A. Duplication of benefits occurs when multiple funding sources are provided for the same purpose. The Housing Rehabilitation and Citizen Retention Grant (HRCRG) does not allow duplication of benefits for home repair or home replacement.

For example, if house repairs are $36,000, and the individual received $32,000 from flood insurance, then $4,000 is used as a basis for calculating HRCRG benefits, provided that amount has not been submitted, or paid for, by another program.


Q. What is our team's responsibility to ensure against duplication of benefits?

A. It is important that you determine if the applicant received other sources of funding for home repair or home replacement before making an HRCRG award.

Work with your team to develop an application that asks potential recipients to designate the assistance they have already received for home repair or home replacement. It's important to reconcile against records from other assistance programs.


Q. What forms of assistance should be considered when determining duplication of benefits?

A. Evaluate all forms of federal, state and local assistance that can be used for home repair or home replacement.
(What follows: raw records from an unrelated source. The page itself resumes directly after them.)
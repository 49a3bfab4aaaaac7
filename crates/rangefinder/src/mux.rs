//! Several ultrasonic sensors behind one 4-bit analog multiplexer.
//!
//! All sensors share a single trigger/echo circuit. Four select lines route
//! the circuit to one sensor at a time; after switching, the analog switch
//! needs a short settle time before a reading can be trusted.

use std::sync::Arc;
use std::time::Duration;

use tracing::{debug, warn};

use crate::error::{RangingError, Result};
use crate::gpio::{Gpio, Level, PinClaim, PinMode};
use crate::ranger::{Ranger, RangerConfig};

/// Number of sensors the select table addresses.
pub const MUX_CHANNELS: usize = 9;

/// Delay after switching channels, and again after each read.
pub const DEFAULT_SETTLE: Duration = Duration::from_millis(10);

/// One distance in metres per channel; channels not scanned stay at 0.
pub type MuxReadings = [f64; MUX_CHANNELS];

const L: Level = Level::Low;
const H: Level = Level::High;

/// Select-line levels `(s0, s1, s2, s3)` for each channel.
///
/// Every line is driven for every channel, including s3 on channel 3.
pub const SELECT_PATTERNS: [[Level; 4]; MUX_CHANNELS] = [
    [L, L, L, L],
    [H, L, L, L],
    [L, H, L, L],
    [H, H, L, L],
    [L, L, H, L],
    [H, L, H, L],
    [L, H, H, L],
    [H, H, H, L],
    [L, L, L, H],
];

/// Tuning for a [`MuxRanger`].
#[derive(Debug, Clone, Copy, PartialEq)]
pub struct MuxConfig {
    /// Settle time around each read.
    pub settle: Duration,
    /// Configuration of the shared ranger.
    pub ranger: RangerConfig,
}

impl Default for MuxConfig {
    fn default() -> Self {
        MuxConfig { settle: DEFAULT_SETTLE, ranger: RangerConfig::default() }
    }
}

/// A [`Ranger`] fanned out to up to nine sensors through select lines.
pub struct MuxRanger {
    ranger: Ranger,
    select: Vec<PinClaim>,
    settle: Duration,
    channel: Option<usize>,
}

impl MuxRanger {
    /// Claim the trigger, echo and select pins `[s0, s1, s2, s3]`.
    pub fn new(
        gpio: Arc<dyn Gpio>,
        trigger_pin: u8,
        echo_pin: u8,
        select_pins: [u8; 4],
        config: MuxConfig,
    ) -> Result<Self> {
        let ranger = Ranger::new(Arc::clone(&gpio), trigger_pin, echo_pin, config.ranger)?;
        let mut select = Vec::with_capacity(select_pins.len());
        for pin in select_pins {
            let claim = PinClaim::new(Arc::clone(&gpio), pin, PinMode::Output)?;
            claim.write(Level::Low)?;
            select.push(claim);
        }
        Ok(MuxRanger { ranger, select, settle: config.settle, channel: None })
    }

    /// The shared ranger.
    pub fn ranger(&mut self) -> &mut Ranger {
        &mut self.ranger
    }

    /// Channel most recently selected.
    pub fn channel(&self) -> Option<usize> {
        self.channel
    }

    /// Route the shared circuit to `channel`. Channels at or past
    /// [`MUX_CHANNELS`] are rejected without touching the select lines.
    pub fn select(&mut self, channel: usize) -> Result<()> {
        let pattern = *SELECT_PATTERNS
            .get(channel)
            .ok_or(RangingError::InvalidConfig("mux channel out of range"))?;
        for (claim, level) in self.select.iter().zip(pattern) {
            claim.write(level)?;
        }
        self.channel = Some(channel);
        Ok(())
    }

    /// Select `channel`, let it settle, take one reading in metres and
    /// settle again. `None` once cancelled.
    ///
    /// A channel that cannot be selected, including one past
    /// [`MUX_CHANNELS`], reads as the sentinel distance without pinging.
    pub fn read_channel(&mut self, channel: usize) -> Option<f64> {
        if !self.ranger.is_active() {
            return None;
        }
        if let Err(e) = self.select(channel) {
            warn!(channel, error = %e, "Failed to drive select lines");
            return Some(self.ranger.to_meters(self.ranger.config().sentinel_us));
        }
        spin_sleep::sleep(self.settle);
        let trip = self.ranger.read()?;
        let distance = self.ranger.to_meters(trip);
        spin_sleep::sleep(self.settle);
        debug!(channel, trip_us = trip, distance_m = distance, "Channel read");
        Some(distance)
    }

    /// Read channels `0..sensors` in order.
    ///
    /// `sensors` is capped at [`MUX_CHANNELS`]. Channels past it stay at 0.
    /// Returns `None` if the ranger has been cancelled.
    pub fn scan(&mut self, sensors: usize) -> Option<MuxReadings> {
        if sensors > MUX_CHANNELS {
            warn!(sensors, max = MUX_CHANNELS, "Too many multiplexed sensors requested; capping");
        }
        let mut results = [0.0; MUX_CHANNELS];
        for (channel, slot) in results.iter_mut().enumerate().take(sensors) {
            *slot = self.read_channel(channel)?;
        }
        Some(results)
    }

    /// Cancel the ranger and restore the select pins. Further calls do
    /// nothing.
    pub fn cancel(&mut self) {
        self.ranger.cancel();
        for claim in self.select.iter_mut() {
            claim.release();
        }
    }
}

impl Drop for MuxRanger {
    fn drop(&mut self) {
        self.cancel();
    }
}

#[cfg(test)]
mod tests {
    use super::*;
    use crate::ranger::{SPEED_OF_SOUND_CM_S, TIMEOUT_SENTINEL_US, round_trip_to_meters};
    use crate::sim::SimGpio;
    use std::collections::HashSet;

    const EPSILON: f64 = 1e-9;
    const TRIG: u8 = 18;
    const ECHO: u8 = 24;
    const SELECT: [u8; 4] = [20, 21, 19, 16];

    fn quick() -> MuxConfig {
        MuxConfig {
            settle: Duration::ZERO,
            ranger: RangerConfig { timeout: Duration::from_millis(10), ..RangerConfig::default() },
        }
    }

    /// Echo width encodes the selected channel: 1000 + 100 * channel.
    fn channel_echo(sim: &SimGpio) {
        sim.set_responder(TRIG, ECHO, 100, |levels| {
            let channel = SELECT
                .iter()
                .enumerate()
                .filter(|(_, pin)| levels.is_high(**pin))
                .map(|(bit, _)| 1u32 << bit)
                .sum::<u32>();
            Some(1000 + 100 * channel)
        });
    }

    #[test]
    fn test_patterns_are_binary_channel_codes() {
        for (channel, pattern) in SELECT_PATTERNS.iter().enumerate() {
            for (bit, level) in pattern.iter().enumerate() {
                assert_eq!(*level, Level::from((channel >> bit) & 1 == 1), "channel {channel} bit {bit}");
            }
        }
    }

    #[test]
    fn test_full_scan_visits_every_pattern() {
        let sim = Arc::new(SimGpio::new());
        channel_echo(&sim);
        let mut mux = MuxRanger::new(sim.clone(), TRIG, ECHO, SELECT, quick()).unwrap();
        sim.clear_writes();

        let readings = mux.scan(MUX_CHANNELS).unwrap();
        for (channel, distance) in readings.iter().enumerate() {
            let expected = round_trip_to_meters(1000 + 100 * channel as u32, SPEED_OF_SOUND_CM_S);
            assert!((distance - expected).abs() < EPSILON, "channel {channel}");
        }

        let writes = sim.writes();
        assert_eq!(writes.len(), 4 * MUX_CHANNELS);
        let patterns: HashSet<Vec<Level>> = writes
            .chunks(4)
            .map(|chunk| chunk.iter().map(|(_, level)| *level).collect())
            .collect();
        assert_eq!(patterns.len(), MUX_CHANNELS);
        assert_eq!(sim.trigger_count(TRIG), MUX_CHANNELS);
        assert_eq!(mux.channel(), Some(MUX_CHANNELS - 1));
    }

    #[test]
    fn test_partial_scan_leaves_zeros() {
        let sim = Arc::new(SimGpio::new());
        channel_echo(&sim);
        let mut mux = MuxRanger::new(sim.clone(), TRIG, ECHO, SELECT, quick()).unwrap();

        let readings = mux.scan(4).unwrap();
        assert!(readings[..4].iter().all(|d| *d > 0.0));
        assert!(readings[4..].iter().all(|d| *d == 0.0));
        assert_eq!(sim.trigger_count(TRIG), 4);
    }

    #[test]
    fn test_oversized_scan_is_capped() {
        let sim = Arc::new(SimGpio::new());
        channel_echo(&sim);
        let mut mux = MuxRanger::new(sim.clone(), TRIG, ECHO, SELECT, quick()).unwrap();
        assert!(mux.scan(12).is_some());
        assert_eq!(sim.trigger_count(TRIG), MUX_CHANNELS);
    }

    #[test]
    fn test_channel_three_clears_s3() {
        let sim = Arc::new(SimGpio::new());
        let mut mux = MuxRanger::new(sim.clone(), TRIG, ECHO, SELECT, quick()).unwrap();
        mux.select(8).unwrap();
        assert_eq!(sim.level(SELECT[3]), Level::High);
        mux.select(3).unwrap();
        assert_eq!(
            SELECT.map(|pin| sim.level(pin)),
            [Level::High, Level::High, Level::Low, Level::Low]
        );
    }

    #[test]
    fn test_unknown_channel_reads_sentinel() {
        let sim = Arc::new(SimGpio::new());
        channel_echo(&sim);
        let mut mux = MuxRanger::new(sim.clone(), TRIG, ECHO, SELECT, quick()).unwrap();
        mux.select(2).unwrap();
        sim.clear_writes();

        assert!(matches!(mux.select(MUX_CHANNELS), Err(RangingError::InvalidConfig(_))));
        let sentinel = round_trip_to_meters(TIMEOUT_SENTINEL_US, SPEED_OF_SOUND_CM_S);
        let distance = mux.read_channel(12).unwrap();
        assert!((distance - sentinel).abs() < EPSILON);
        assert!(sim.writes().is_empty());
        assert_eq!(sim.trigger_count(TRIG), 0);
        assert_eq!(mux.channel(), Some(2));
    }

    #[test]
    fn test_timeout_propagates_as_sentinel_distance() {
        let sim = Arc::new(SimGpio::new());
        sim.script_echoes(TRIG, ECHO, vec![Some(5800), None]);
        let mut mux = MuxRanger::new(sim.clone(), TRIG, ECHO, SELECT, quick()).unwrap();

        let readings = mux.scan(2).unwrap();
        assert!((readings[0] - 0.99557).abs() < 1e-6);
        let sentinel = round_trip_to_meters(TIMEOUT_SENTINEL_US, SPEED_OF_SOUND_CM_S);
        assert!((readings[1] - sentinel).abs() < EPSILON);
    }

    #[test]
    fn test_cancelled_scan_returns_none_and_restores() {
        let sim = Arc::new(SimGpio::new());
        let mut mux = MuxRanger::new(sim.clone(), TRIG, ECHO, SELECT, quick()).unwrap();
        assert_eq!(sim.mode(SELECT[0]).unwrap(), PinMode::Output);

        mux.cancel();
        assert!(mux.scan(9).is_none());
        assert!(mux.read_channel(0).is_none());
        for pin in SELECT {
            assert_eq!(sim.mode(pin).unwrap(), PinMode::Input);
        }
        assert_eq!(sim.watcher_count(ECHO), 0);
    }
}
It is your option to consider loans provided to flood survivors. Do not take into account assistance provided to flood survivors for replacement of home contents.

Q. How does our team factor in benefits that applicants have already received when determining funding allocations from the HRCRG?

A. The total amount of eligible costs must be reduced by the amount of home repair or home replacement assistance already received.

For example, if an individual sustained $160,000 in structural damage to the home (contents not included) and received $20,000 in Individual Assistance for structural repairs, then $140,000 is used as a basis for calculating HRCRG benefits, provided that amount has not been submitted, or paid for, by another program.


Q. Can our team use adjusted gross income instead of gross income when determining benefits?

A. Use of adjusted gross income instead of gross income is acceptable.

Q. Can a citizen who sold his or her flooded home use proceeds from the sale, as well as an HRCRG award, to purchase another home?

A. Funds can be used to purchase a new home provided: 1) the new location is out of harm's way, 2) the resident signs a Retention Agreement, and 3) the amount received for the selling of the old home is deducted from purchase price of the new home when using your point system.

Q. Can we allow a citizen to place a modular home on the foundation of a home that flooded?

A. Yes, provided the citizen is willing to sign a Retention Agreement and his or her property is not targeted for acquisition.

Q. How can our team incorporate income when determining HRCRG benefits?

A. It is imperative that you take into account Article 10, Section 18, of the North Dakota Constitution,
www.legis.nd.gov/constitution/const.pdf, as well as local, state and federal laws. Be sure to read this section of the Constitution, but essentially it prohibits local and state jurisdictions from giving credit or making donations except in cases of reasonable support of the poor.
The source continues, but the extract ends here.